▶ **What is expected**
From the records below, copy the lines that include "SubdomainArgs".

[[ Supplied material, beginning ]]

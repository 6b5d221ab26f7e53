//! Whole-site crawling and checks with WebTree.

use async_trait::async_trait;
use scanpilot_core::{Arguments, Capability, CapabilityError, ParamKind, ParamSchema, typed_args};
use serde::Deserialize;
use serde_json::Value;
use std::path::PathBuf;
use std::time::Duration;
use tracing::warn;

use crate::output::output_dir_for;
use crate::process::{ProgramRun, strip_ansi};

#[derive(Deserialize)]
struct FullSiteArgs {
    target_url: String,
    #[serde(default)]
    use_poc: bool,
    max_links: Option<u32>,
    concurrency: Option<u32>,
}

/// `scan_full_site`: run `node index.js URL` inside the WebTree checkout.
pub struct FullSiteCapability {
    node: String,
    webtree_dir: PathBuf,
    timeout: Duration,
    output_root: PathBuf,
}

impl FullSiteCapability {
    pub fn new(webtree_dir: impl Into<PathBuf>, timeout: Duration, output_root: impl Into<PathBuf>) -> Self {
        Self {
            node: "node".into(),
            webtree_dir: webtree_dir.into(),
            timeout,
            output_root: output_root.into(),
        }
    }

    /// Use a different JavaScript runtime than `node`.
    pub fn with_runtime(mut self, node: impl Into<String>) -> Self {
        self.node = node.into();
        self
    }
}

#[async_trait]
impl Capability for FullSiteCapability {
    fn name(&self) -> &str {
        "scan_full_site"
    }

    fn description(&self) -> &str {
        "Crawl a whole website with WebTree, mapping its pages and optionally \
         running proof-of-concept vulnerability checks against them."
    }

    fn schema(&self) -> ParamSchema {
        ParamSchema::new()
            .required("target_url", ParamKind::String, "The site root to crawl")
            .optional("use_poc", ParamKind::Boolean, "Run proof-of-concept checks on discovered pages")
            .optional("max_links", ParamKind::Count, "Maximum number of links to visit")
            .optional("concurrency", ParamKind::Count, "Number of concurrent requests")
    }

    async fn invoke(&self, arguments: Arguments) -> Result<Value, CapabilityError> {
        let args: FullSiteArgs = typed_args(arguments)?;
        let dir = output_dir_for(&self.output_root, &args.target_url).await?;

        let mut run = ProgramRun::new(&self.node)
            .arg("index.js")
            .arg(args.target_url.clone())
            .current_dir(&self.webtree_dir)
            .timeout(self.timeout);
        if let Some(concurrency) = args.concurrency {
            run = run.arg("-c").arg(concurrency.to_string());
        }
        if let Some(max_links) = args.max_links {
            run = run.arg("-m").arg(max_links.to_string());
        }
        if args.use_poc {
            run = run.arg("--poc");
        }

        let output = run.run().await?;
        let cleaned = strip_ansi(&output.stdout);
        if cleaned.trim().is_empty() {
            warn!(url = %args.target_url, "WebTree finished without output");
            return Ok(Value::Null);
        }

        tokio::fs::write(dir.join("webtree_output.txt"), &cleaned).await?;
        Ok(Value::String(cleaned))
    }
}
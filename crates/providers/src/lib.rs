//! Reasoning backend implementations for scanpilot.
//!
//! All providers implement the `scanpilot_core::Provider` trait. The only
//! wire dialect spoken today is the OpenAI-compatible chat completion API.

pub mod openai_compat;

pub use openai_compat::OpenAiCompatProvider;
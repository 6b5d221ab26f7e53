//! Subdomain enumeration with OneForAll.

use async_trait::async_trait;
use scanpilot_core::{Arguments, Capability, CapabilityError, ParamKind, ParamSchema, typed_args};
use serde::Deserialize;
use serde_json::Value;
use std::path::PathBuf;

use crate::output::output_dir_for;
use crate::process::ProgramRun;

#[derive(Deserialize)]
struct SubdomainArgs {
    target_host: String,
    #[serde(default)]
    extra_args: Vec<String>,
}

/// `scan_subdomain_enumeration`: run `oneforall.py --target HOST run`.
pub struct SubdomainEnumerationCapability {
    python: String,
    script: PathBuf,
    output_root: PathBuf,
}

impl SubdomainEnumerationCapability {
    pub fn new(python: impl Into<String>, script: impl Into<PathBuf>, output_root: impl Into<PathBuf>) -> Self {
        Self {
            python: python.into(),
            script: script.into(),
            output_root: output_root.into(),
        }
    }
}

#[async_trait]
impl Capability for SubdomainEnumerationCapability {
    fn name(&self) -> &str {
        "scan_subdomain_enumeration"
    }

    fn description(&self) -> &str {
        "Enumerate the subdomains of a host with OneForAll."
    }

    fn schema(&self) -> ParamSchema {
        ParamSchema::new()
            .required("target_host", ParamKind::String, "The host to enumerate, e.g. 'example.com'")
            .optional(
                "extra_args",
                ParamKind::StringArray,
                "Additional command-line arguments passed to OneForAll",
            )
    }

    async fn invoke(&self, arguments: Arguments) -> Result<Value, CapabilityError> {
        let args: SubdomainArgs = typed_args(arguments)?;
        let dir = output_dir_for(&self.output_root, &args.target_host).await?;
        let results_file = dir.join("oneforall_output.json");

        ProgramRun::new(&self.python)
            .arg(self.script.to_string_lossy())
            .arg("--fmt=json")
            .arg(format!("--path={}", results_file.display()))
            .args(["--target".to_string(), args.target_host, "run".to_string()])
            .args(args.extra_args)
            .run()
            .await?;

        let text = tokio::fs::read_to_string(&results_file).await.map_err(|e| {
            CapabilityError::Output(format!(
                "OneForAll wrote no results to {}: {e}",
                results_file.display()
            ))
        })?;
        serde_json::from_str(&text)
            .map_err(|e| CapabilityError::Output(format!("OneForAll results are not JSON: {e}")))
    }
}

[[ Supplied material, end ]]

▶ **Finished task**
struct SubdomainArgs {
        let args: SubdomainArgs = typed_args(arguments)?;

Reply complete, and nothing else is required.